What made him think quick, of course, was that nobody walked straight in. It was one of the things his auntie couldn’t get over, the way they behaved down here. The rent-collector and the man who took the shillings out of the gas-meter walked in regular without a knock, and anybody else knocked with one hand and turned the handle with the other. So here was a stranger, and it didn’t take much telling what sort of stranger he would be. It was only common sense that a lot of the kind of people who’d sent all these letters and circulars should try their luck in person. Phil didn’t know how he’d manage if an M.A. Cantab, came in, or for that matter a titled lady with her daughters behind her. And he wasn’t, not this morning, going to stop and find out. So he was into the back kitchen and with the door shut in a jiffy. He made a grab at the shelf where his auntie kept the housekeeping money.
‘I’m taking ten bob,’ he called, while she stared at him. ‘There’s someone at the door. Perhaps it’s your Health Visitor.’ And he slipped into the yard and was over the fence before she could reply.
It was a lovely day – a day so lovely you could tell it before you were past the lavatory and the coal-place. Then he was over in what old Ma Huggins called her garden – and fair enough since it was chock-full of annuals although no bigger than a snot-rag. He went through where there had been a wooden gate before some realist took it for kindling, and then he thought he’d nip round and take a quick look down the street.

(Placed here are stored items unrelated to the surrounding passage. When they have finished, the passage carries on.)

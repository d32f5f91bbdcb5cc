use std::{fmt, future::Future, sync::Arc};

use async_trait::async_trait;

use crate::{Options, Result, Value};

/// Outcome of a validator or an action. An `Err` with an empty message counts
/// as success.
pub type Verdict = Result<(), String>;

/// Checks a converted argument value.
///
/// `options` holds everything resolved before this argument.
#[async_trait]
pub trait Validate: Send + Sync {
    async fn validate(&self, value: &Value, options: &Options) -> Verdict;
}

/// What a command does once its arguments are resolved.
#[async_trait]
pub trait Action: Send + Sync {
    async fn run(&self, options: &Options) -> Verdict;
}

struct SyncFn<F>(F);

#[async_trait]
impl<F> Validate for SyncFn<F>
where
    F: Fn(&Value, &Options) -> Verdict + Send + Sync,
{
    async fn validate(&self, value: &Value, options: &Options) -> Verdict {
        (self.0)(value, options)
    }
}

#[async_trait]
impl<F> Action for SyncFn<F>
where
    F: Fn(&Options) -> Verdict + Send + Sync,
{
    async fn run(&self, options: &Options) -> Verdict {
        (self.0)(options)
    }
}

struct AsyncFn<F>(F);

#[async_trait]
impl<F, Fut> Validate for AsyncFn<F>
where
    F: Fn(Value, Options) -> Fut + Send + Sync,
    Fut: Future<Output = Verdict> + Send + 'static,
{
    async fn validate(&self, value: &Value, options: &Options) -> Verdict {
        (self.0)(value.clone(), options.clone()).await
    }
}

#[async_trait]
impl<F, Fut> Action for AsyncFn<F>
where
    F: Fn(Options) -> Fut + Send + Sync,
    Fut: Future<Output = Verdict> + Send + 'static,
{
    async fn run(&self, options: &Options) -> Verdict {
        (self.0)(options.clone()).await
    }
}

/// How an argument token is converted.
#[derive(Debug, Clone, Copy, Default, PartialEq, Eq)]
pub enum Ty {
    #[default]
    String,
    Number,
    Boolean,
}

impl Ty {
    /// Converts a raw token. Only [`Ty::Number`] can fail.
    pub fn convert(self, raw: &str) -> Option<Value> {
        let res = match self {
            Ty::String => Value::Str(raw.to_string()),
            Ty::Number => {
                let n = raw.trim().parse::<f64>().ok().filter(|it| !it.is_nan())?;
                Value::Num(n)
            }
            Ty::Boolean => {
                let falsy = ["false", "0", "f", "no"];
                Value::Bool(!falsy.iter().any(|it| raw.eq_ignore_ascii_case(it)))
            }
        };
        Some(res)
    }
}

/// A parameter of a leaf command.
///
/// Required arguments are positional and consumed in declaration order.
/// Optional arguments are given as `--name=value`, or as a bare `--name` for
/// [`Ty::Boolean`].
#[derive(Clone)]
pub struct Arg {
    pub(crate) name: String,
    pub(crate) required: bool,
    pub(crate) ty: Ty,
    pub(crate) default: Option<Value>,
    pub(crate) help: Option<String>,
    pub(crate) validate: Option<Arc<dyn Validate>>,
}

impl Arg {
    pub fn required(name: impl Into<String>) -> Arg {
        Arg::new(name, true)
    }

    pub fn optional(name: impl Into<String>) -> Arg {
        Arg::new(name, false)
    }

    fn new(name: impl Into<String>, required: bool) -> Arg {
        Arg {
            name: name.into(),
            required,
            ty: Ty::default(),
            default: None,
            help: None,
            validate: None,
        }
    }

    pub fn ty(mut self, ty: Ty) -> Arg {
        self.ty = ty;
        self
    }

    /// Value used when an optional argument is not given.
    pub fn default(mut self, value: impl Into<Value>) -> Arg {
        self.default = Some(value.into());
        self
    }

    pub fn help(mut self, help: impl Into<String>) -> Arg {
        self.help = Some(help.into());
        self
    }

    pub fn validate<F>(self, f: F) -> Arg
    where
        F: Fn(&Value, &Options) -> Verdict + Send + Sync + 'static,
    {
        self.validate_with(SyncFn(f))
    }

    pub fn validate_async<F, Fut>(self, f: F) -> Arg
    where
        F: Fn(Value, Options) -> Fut + Send + Sync + 'static,
        Fut: Future<Output = Verdict> + Send + 'static,
    {
        self.validate_with(AsyncFn(f))
    }

    pub fn validate_with(mut self, validate: impl Validate + 'static) -> Arg {
        self.validate = Some(Arc::new(validate));
        self
    }

    pub fn name(&self) -> &str {
        &self.name
    }

    pub fn is_required(&self) -> bool {
        self.required
    }

    /// How the argument appears in help and usage: `<name>` or `--name`.
    pub fn label(&self) -> String {
        if self.required {
            format!("<{}>", self.name)
        } else {
            format!("--{}", self.name)
        }
    }
}

impl fmt::Debug for Arg {
    fn fmt(&self, f: &mut fmt::Formatter<'_>) -> fmt::Result {
        f.debug_struct("Arg")
            .field("name", &self.name)
            .field("required", &self.required)
            .field("ty", &self.ty)
            .field("default", &self.default)
            .field("help", &self.help)
            .field("validate", &self.validate.is_some())
            .finish()
    }
}

/// A node of the command tree.
///
/// A command either dispatches to child commands or declares its own
/// arguments, never both.
#[derive(Clone)]
pub struct Command {
    pub(crate) name: String,
    pub(crate) help: Option<String>,
    pub(crate) aliases: Vec<String>,
    pub(crate) commands: Vec<Command>,
    pub(crate) args: Vec<Arg>,
    pub(crate) action: Option<Arc<dyn Action>>,
}

impl Command {
    pub fn new(name: impl Into<String>) -> Command {
        Command {
            name: name.into(),
            help: None,
            aliases: Vec::new(),
            commands: Vec::new(),
            args: Vec::new(),
            action: None,
        }
    }

    pub fn help(mut self, help: impl Into<String>) -> Command {
        self.help = Some(help.into());
        self
    }

    pub fn alias(mut self, alias: impl Into<String>) -> Command {
        self.aliases.push(alias.into());
        self
    }

    pub fn aliases<I>(mut self, aliases: I) -> Command
    where
        I: IntoIterator,
        I::Item: Into<String>,
    {
        self.aliases.extend(aliases.into_iter().map(Into::into));
        self
    }

    pub fn subcommand(mut self, command: Command) -> Command {
        self.commands.push(command);
        self
    }

    pub fn arg(mut self, arg: Arg) -> Command {
        self.args.push(arg);
        self
    }

    pub fn action<F>(self, f: F) -> Command
    where
        F: Fn(&Options) -> Verdict + Send + Sync + 'static,
    {
        self.action_with(SyncFn(f))
    }

    pub fn action_async<F, Fut>(self, f: F) -> Command
    where
        F: Fn(Options) -> Fut + Send + Sync + 'static,
        Fut: Future<Output = Verdict> + Send + 'static,
    {
        self.action_with(AsyncFn(f))
    }

    pub fn action_with(mut self, action: impl Action + 'static) -> Command {
        self.action = Some(Arc::new(action));
        self
    }

    pub fn name(&self) -> &str {
        &self.name
    }

    pub fn commands(&self) -> &[Command] {
        &self.commands
    }

    pub fn args(&self) -> &[Arg] {
        &self.args
    }

    pub(crate) fn matches(&self, token: &str) -> bool {
        self.name == token || self.aliases.iter().any(|it| it == token)
    }

    /// Checks this node alone, see [`Command::check`].
    pub(crate) fn check_node(&self) -> Result<()> {
        if self.name.is_empty() {
            bail!("name is required")
        }
        if !self.commands.is_empty() && !self.args.is_empty() {
            bail!("a command may not have child commands and arguments: `{}`", self.name)
        }
        Ok(())
    }

    /// Checks the whole tree for definition mistakes: unnamed commands and
    /// commands with both child commands and arguments.
    pub fn check(&self) -> Result<()> {
        self.check_node()?;
        self.commands.iter().try_for_each(Command::check)
    }
}

impl fmt::Debug for Command {
    fn fmt(&self, f: &mut fmt::Formatter<'_>) -> fmt::Result {
        f.debug_struct("Command")
            .field("name", &self.name)
            .field("help", &self.help)
            .field("aliases", &self.aliases)
            .field("commands", &self.commands)
            .field("args", &self.args)
            .field("action", &self.action.is_some())
            .finish()
    }
}
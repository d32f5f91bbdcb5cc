//! A small todo list with nested commands and async callbacks.
//!
//! `RUST_LOG=argtree=trace cargo run --example todo -- item add milk --priority=2`
use std::sync::{Arc, Mutex};

use argtree::{Arg, Cli, Command, Options, Ty, Value, Verdict};
use tracing_subscriber::EnvFilter;

type List = Arc<Mutex<Vec<(String, f64)>>>;

fn priority(value: &Value, _: &Options) -> Verdict {
    match value.as_num() {
        Some(it) if (1.0..=5.0).contains(&it) => Ok(()),
        _ => Err("priority must be between 1 and 5".to_string()),
    }
}

fn app(list: &List) -> Command {
    let add = {
        let list = list.clone();
        Command::new("add")
            .alias("a")
            .help("add an item")
            .arg(Arg::required("text").help("what needs doing"))
            .arg(
                Arg::optional("priority")
                    .ty(Ty::Number)
                    .default(3)
                    .validate(priority)
                    .help("1 (highest) to 5"),
            )
            .action_async(move |opts| {
                let list = list.clone();
                async move {
                    let text = opts.get_str("text").unwrap_or_default().to_string();
                    let priority = opts.get_num("priority").unwrap_or(3.0);
                    match list.lock() {
                        Ok(mut list) => {
                            list.push((text, priority));
                            Ok(())
                        }
                        Err(err) => Err(err.to_string()),
                    }
                }
            })
    };

    let done = {
        let list = list.clone();
        Command::new("done")
            .aliases(["rm", "remove"])
            .help("remove an item")
            .arg(Arg::required("index").ty(Ty::Number))
            .action(move |opts| {
                let mut list = list.lock().map_err(|err| err.to_string())?;
                let index = opts.get_num("index").unwrap_or(-1.0);
                if index < 0.0 || index as usize >= list.len() {
                    return Err(format!("no item at {index}"));
                }
                list.remove(index as usize);
                Ok(())
            })
    };

    let show = {
        let list = list.clone();
        Command::new("list").help("show all items").action(move |_| {
            let list = list.lock().map_err(|err| err.to_string())?;
            for (i, (text, priority)) in list.iter().enumerate() {
                println!("{i}: [{priority}] {text}");
            }
            Ok(())
        })
    };

    Command::new("todo")
        .subcommand(Command::new("item").help("manage items").subcommand(add).subcommand(done))
        .subcommand(show)
}

fn main() {
    tracing_subscriber::fmt()
        .with_env_filter(EnvFilter::from_default_env())
        .with_writer(std::io::stderr)
        .init();

    let list = List::default();
    let app = app(&list);
    if let Err(err) = app.check().and_then(|()| Cli::from_env(&app).run_blocking()) {
        eprintln!("{}", err);
        std::process::exit(1)
    }
    if let Ok(list) = list.lock() {
        for (text, priority) in list.iter() {
            println!("added: {text} ({priority})");
        }
    };
}
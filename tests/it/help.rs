use argtree::{Cli, Command, Emit, Usage, UsagePart};
use expect_test::{expect, Expect};
use futures::executor::block_on;

use crate::{app, args, Calls};

fn check_output(app: &Command, args: &str, expect: Expect) {
    let mut lines = Vec::<String>::new();
    block_on(Cli::new(app, crate::args(args)).run(&mut lines)).unwrap();
    let mut out = lines.join("\n");
    if !out.is_empty() {
        out.push('\n');
    }
    expect.assert_eq(&out);
}

#[test]
fn missing_command() {
    check_output(
        &app(&Calls::default()),
        "",
        expect![[r#"
            Usage: app <command> [args]

            Commands:
              cmd1    do the first thing
              cmd2    do the second thing

            You must specify a valid command
        "#]],
    );
}

#[test]
fn missing_required_argument() {
    check_output(
        &app(&Calls::default()),
        "cmd2",
        expect![[r#"
            Usage: app cmd2 <arg1> [args]

            Arguments:
              <arg1>    data
              --arg2    other data

            arg1 is required
        "#]],
    );
}

#[test]
fn rejected_optional_argument() {
    check_output(
        &app(&Calls::default()),
        "cmd1 --arg2=12323",
        expect![[r#"
            Usage: app cmd1 [args]

            Arguments:
              --arg1    data
              --arg2    other data
              --arg3    other data

            arg2 must be less than 1000
        "#]],
    );
}

#[test]
fn success_is_silent() {
    check_output(&app(&Calls::default()), "cmd2 value1", expect![""]);
}

#[test]
fn bare_leaf_keeps_parent_listing() {
    let app = Command::new("app")
        .subcommand(
            Command::new("ping")
                .help("check the connection")
                .action(|_| Err("connection refused".to_string())),
        )
        .subcommand(Command::new("version"));
    check_output(
        &app,
        "ping",
        expect![[r#"
            Usage: app ping [args]

            Commands:
              ping       check the connection
              version

            connection refused
        "#]],
    );
}

#[test]
fn placeholders_are_marked() {
    struct Highlight(String);

    impl Emit for Highlight {
        fn usage(&mut self, usage: &Usage) {
            self.0 += &usage.path.join(" ");
            for part in &usage.parts {
                match part {
                    UsagePart::Value(it) => self.0 += &format!(" {it}"),
                    UsagePart::Placeholder(it) => self.0 += &format!(" *{it}*"),
                }
            }
        }
        fn help(&mut self, _: &str) {}
        fn error(&mut self, error: &str) {
            self.0 += &format!(": {error}");
        }
    }

    let app = app(&Calls::default());
    let mut out = Highlight(String::new());
    block_on(Cli::new(&app, args("cmd2")).run(&mut out)).unwrap();
    assert_eq!(out.0, "app cmd2 *<arg1>*: arg1 is required");

    let mut out = Highlight(String::new());
    block_on(Cli::new(&app, args("cmd2 value1 --arg2=12323")).run(&mut out)).unwrap();
    assert_eq!(out.0, "");
}

#[test]
fn report_help() {
    let app = app(&Calls::default());
    let report = block_on(Cli::new(&app, args("stuff --arg1=x")).resolve()).unwrap();
    assert!(report.is_ok());
    expect![[r#"
        Arguments:
          --arg1    data
          --arg2    other data
          --arg3    other data
    "#]]
    .assert_eq(&report.help);
    assert_eq!(report.usage.to_string(), "app cmd1 [args]");
    assert_eq!(report.options.command(0), Some("stuff"));
}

His auntie had answered the door, he saw, and whoever it was had gone inside. But that didn’t leave the place deserted again, not by any means. There were two men in hats, the kind that might want to be selling you insurance, who walked straight past his nose. They didn’t see him because they were looking at the numbers on the doors, and when they weren’t doing that they were looking at each other like they might be two dogs approaching the same bone. And from the other direction was coming another man in a hat, but more the kind that might be offering you a two-hundred-per-cent-automatic washing-machine for ten nicker down. But that wasn’t the lot, because there was a car in bottom gear that looked to be stopping any moment. And, to crown all, what if there wasn’t a chap from the Salvation Army, clutching a collecting-box and flipping across the street on feet as flat as yesterday’s pale ale. Phil hurried away quick.